Friedman predijo que estos cambios provocarían reacciones psicológicas que "facilitarían el proceso de ajuste" y bautizó a la dolorosa táctica como "tratamiento de choque" o "terapia de shock".
Pinochet facilitó, por su parte, el proceso de ajuste con sus propios tratamientos de choque, llevados a cabo por las múltiples unidades de tortura del régimen y demás técnicas de control infligidas en los cuerpos estremecidos de los que se creía iban a obstaculizar el camino de la transformación capitalista, dice a autora de La doctrina del shock.
Muchos observadores en Latinoamérica, recuerda Naomi, como el uruguayo Eduardo Galeano, se dieron cuenta de que existía una conexión directa entre los shocks económicos que empobrecían a millones de personas y la epidemia de torturas que castigaban a cientos de miles que creían en una sociedad distinta.
Treinta años después, tocó el turno, con mayor violencia, a Irak. Primero la guerra, diseñada, según los autores del documento de doctrina militar Shock and Awe, para "controlar la voluntad del adversario, sus percepciones y su comprensión, y literalmente logra que quede impotente para cualquier acción o reacción".
Luego vino la terapia de shock económica, radical e impuesta por el delegado de la administración estadunidense, cuando el país aún se encontraba devorado por las llamas, escribe Naomi Klein.
Privatizaciones masivas, liberalización absoluta del mercado, un impuesto de tramo fijo de 15% y un Estado cuyo papel se vio brutalmente reducido; pero cuando los iraquíes se resistieron, los pusieron contra la pared: terminaron en cárceles, donde sus cuerpos y mentes se enfrentaron a más traumas y shocks, algunos mucho menos metafóricos.
Naomi describe también cómo se aplicó el shock en Sri Lanka, después del tsunami de 2004: inversionistas extranjeros y donantes internacionales se coordinaron para aprovechar la atmósfera de pánico y consiguieron que les entregaran toda la costa tropical. Construyeron grandes centros turísticos a toda velocidad, impidiendo a miles de pescadores autóctonos que reconstruyeran sus pueblos. De esta terrible tragedia nacerá un destino turístico de primera clase, anunció el gobierno.
Así sucedió también después del huracán Katrina que destruyó Nueva Orleans: la red de políticos republicanos, think tanks y constructores empezaron a hablar de "un nuevo principio" y atractivas oportunidades. Las multinacionales aprovecharon momentos de trauma colectivo para dar inicio a reformas económicas y sociales de corte radical.
Mike Battles, un exagente de la CIA, resume así la operación: "Para nosotros, el miedo y el desorden representaban una verdadera promesa", cita Naomi en su polémico e ilustrador libro. "El miedo y el desorden como catalizadores de un nuevo salto hacia delante", agrega.

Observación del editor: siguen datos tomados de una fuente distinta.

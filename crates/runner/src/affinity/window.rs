//! Core windows and window selection.
//!
//! This module holds the pure part of the idle-core search. It provides:
//! 1. **Ranges:** `CoreRange`, an inclusive span of core indices claimed by another process.
//! 2. **Windows:** `CoreWindow`, the selected span plus its NUMA node and the matching `numactl` prefix.
//! 3. **Selection:** `select_window`, which scans aligned windows against a utilization sample.

use std::fmt;

use serde::Serialize;

use super::usage::UtilizationSample;
use crate::common::constants::{CORE_PEAK_USAGE_LIMIT, WINDOW_AVG_USAGE_LIMIT};

/// Inclusive range of core indices `[first, last]`.
#[derive(Debug, Clone, Copy, PartialEq, Eq, Hash, PartialOrd, Ord, Serialize)]
pub struct CoreRange {
    /// First core of the range.
    pub first: usize,
    /// Last core of the range (inclusive).
    pub last: usize,
}

impl CoreRange {
    /// Creates a range; returns `None` if `first > last`.
    pub const fn new(first: usize, last: usize) -> Option<Self> {
        if first > last {
            None
        } else {
            Some(Self { first, last })
        }
    }

    /// Returns `true` if `core` lies within the range.
    pub const fn contains(&self, core: usize) -> bool {
        self.first <= core && core <= self.last
    }

    /// Returns `true` if the range shares at least one core with `[start, end]`.
    pub const fn overlaps(&self, start: usize, end: usize) -> bool {
        self.first <= end && start <= self.last
    }
}

impl fmt::Display for CoreRange {
    fn fmt(&self, f: &mut fmt::Formatter<'_>) -> fmt::Result {
        write!(f, "{}-{}", self.first, self.last)
    }
}

/// A selected window of contiguous cores.
#[derive(Debug, Clone, Copy, PartialEq, Eq, Serialize)]
pub struct CoreWindow {
    /// NUMA node the window is bound to for memory allocation.
    pub node: usize,
    /// First core of the window.
    pub start: usize,
    /// Last core of the window (inclusive).
    pub end: usize,
}

impl CoreWindow {
    /// Number of cores in the window.
    pub const fn len(&self) -> usize {
        self.end - self.start + 1
    }

    /// Always `false`; a window holds at least one core.
    pub const fn is_empty(&self) -> bool {
        false
    }

    /// The window as a `CoreRange`.
    pub const fn range(&self) -> CoreRange {
        CoreRange {
            first: self.start,
            last: self.end,
        }
    }

    /// Core-pinning prefix: `numactl -m <node> -C <start>-<end>`.
    ///
    /// `numactl` execs into its command, so the prefix only shows up in the
    /// process table while some live process still carries it in its
    /// command line. Launchers keep such a process around (see
    /// [`crate::exec::CommandSpec::in_shell`]) so that
    /// [`super::reservation::pinned_range`] sees the reservation for the
    /// whole run.
    pub fn numactl_args(&self) -> Vec<String> {
        vec![
            "numactl".to_string(),
            "-m".to_string(),
            self.node.to_string(),
            "-C".to_string(),
            self.range().to_string(),
        ]
    }
}

impl fmt::Display for CoreWindow {
    fn fmt(&self, f: &mut fmt::Formatter<'_>) -> fmt::Result {
        write!(f, "node {} cores {}-{}", self.node, self.start, self.end)
    }
}

/// Two-node bisection used when the host topology is unknown.
///
/// Assumes two equally sized NUMA nodes: cores in the lower half map to node 0,
/// the upper half to node 1.
pub const fn bisect_node(start: usize, total: usize) -> usize {
    let half = total / 2;
    if half == 0 { 0 } else { (start % total) / half }
}

/// Returns the start of the first acceptable aligned window of `n` cores.
///
/// Windows are `[i*n, i*n + n)` for `i` in `0..total / n`; a trailing partial
/// window is never considered. A window is skipped if it intersects any
/// reservation, and accepted if its summed utilization is below
/// `30 * n` percent with no single core above 90 percent.
pub fn select_window(n: usize, sample: &UtilizationSample, reserved: &[CoreRange]) -> Option<usize> {
    if n == 0 {
        return None;
    }
    (0..sample.len() / n).map(|i| i * n).find(|&start| {
        let end = start + n - 1;
        if reserved.iter().any(|r| r.overlaps(start, end)) {
            return false;
        }
        let window = sample.window(start, n);
        let total: f64 = window.iter().sum();
        total < WINDOW_AVG_USAGE_LIMIT * n as f64
            && window.iter().all(|&usage| usage <= CORE_PEAK_USAGE_LIMIT)
    })
}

A la luz de esta doctrina, los últimos 35 años adquieren un aspecto singular y muy distinto del que nos han contado, resume Naomi.
Algunas de las violaciones de derechos humanos más despreciables de este siglo (Argentina y su junta militar; China, con Tiananmen; Rusia, en 1993; las crisis asiáticas; las masacres étnicas y de género de Yugoslavia), que hasta ahora se consideraban actos de sadismo fruto de regímenes antidemocráticos, fueron de hecho un intento deliberado de aterrorizar al pueblo, y se articularon activamente para preparar el terreno e introducir "reformas" radicales que habrían de traer ese ansiado libre mercado.
En resumen, dice Naomi -y no puedo sino convencerme que algo así ocurre en nuestro país--, el modelo económico de Friedman puede imponerse parcialmente en democracia, pero para llevar a cabo su verdadera visión necesita condiciones políticas autoritarias.
La doctrina de shock económica necesita, para aplicarse sin ningún tipo de restricción -como en el Chile de los años setenta, China a finales de los ochenta, Rusia en los noventa y Estados Unidos tras el 11 de septiembre-, algún tipo de trauma colectivo adicional, que suspenda temporal o permanentemente las reglas del juego democrático.